高野伝説は早稲田大学探検部時代に始まる。高野氏は精鋭10名を率いてコンゴに怪獣探索にむかう。残念ながら怪獣は発見出来なかったが、代わりにゴリラを食べて帰ってくる*。阿片王国に潜入したさいには、阿片ケシの栽培を体験するついでに、自らも阿片中毒になる。インドではもう二度と入国不可能な、国家レベルの重罪を犯す。
こう書くと子供に読ませたくない作家No.1のようだが、読むのはあなただ、自己責任でどうぞ。[R18]
さて、本書が掲げるのは、高野氏によるオンリーワンになるための10か条だ。10か条の金言がそれぞれ章題になり、それを裏打ちする高野氏の経験と考えが示されている。
従来の高野本は、高野氏が真剣に取り組むすがたを笑いながら読む、という失礼な読書になりがちであった。本書の場合は、高野氏が真剣に説く哲学を笑いながら読む、というさらに失礼な読書になってしまった。

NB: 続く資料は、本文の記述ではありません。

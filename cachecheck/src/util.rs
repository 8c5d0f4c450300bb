use std::path::{Path, PathBuf};

use crate::config::SweepCase;

/// The sweep run when no cases are configured, covering direct mapped, set associative, and a
/// large highly associative cache
pub fn default_cases() -> Vec<SweepCase> {
    vec![
        SweepCase::new(2, 1, 2, "wide.trace"),
        SweepCase::new(3, 2, 2, "load.trace"),
        SweepCase::new(1, 1, 1, "yi2.trace"),
        SweepCase::new(4, 2, 4, "yi.trace"),
        SweepCase::new(2, 1, 4, "dave.trace"),
        SweepCase::new(2, 1, 3, "trans.trace"),
        SweepCase::new(2, 2, 3, "trans.trace"),
        SweepCase::new(14, 1024, 3, "trans.trace"),
        SweepCase::new(5, 1, 5, "trans.trace"),
        SweepCase::new(5, 1, 5, "long.trace"),
    ]
}

/// Resolves a case's trace file against the trace directory
pub fn trace_path(trace_dir: &Path, case: &SweepCase) -> PathBuf {
    trace_dir.join(&case.trace)
}

/// Finds an executable on `PATH`, or checks it directly if it already contains a separator
pub fn find_executable(name: &str) -> Option<PathBuf> {
    let direct = Path::new(name);
    if direct.components().count() > 1 {
        return direct.is_file().then(|| direct.to_path_buf());
    }
    std::env::var_os("PATH").and_then(|paths| {
        std::env::split_paths(&paths)
            .map(|dir| dir.join(name))
            .find(|full_path| full_path.is_file())
    })
}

例えば、宝くじが当たるのは千万分の一程度の確率の夢でしかないが、未知動物を見つけて一攫千金を狙うのは、0.1%程度の確率があると説いているのだ。それは間違ってるでしょう。
しかし、私も本書なかばで自分の間違えに気づいた。この本は「間違っても良い」と勇気づけてると思っていたが、「間違うこと自体を勧めている」のだ。これは間違ってると思うが、2重否定は分かりづらい。ひょっとすると正しいのかも知れない。
そんなこんなで各章を読み終わる頃には、肝心の金言が頭に残ってない。面白いけど企画として間違っていませんか?
本書には10か条の金言が載っているが、全てを実践するのは危険な間違いかと思います。各自で3か条程度を選択するのがよろしいかと。
なにはともあれ、間違えをエンジョイする勇気をもらえる一冊としてお勧めしたい。
注* 本書中にゴリラの記載はございません。原典参照のこと。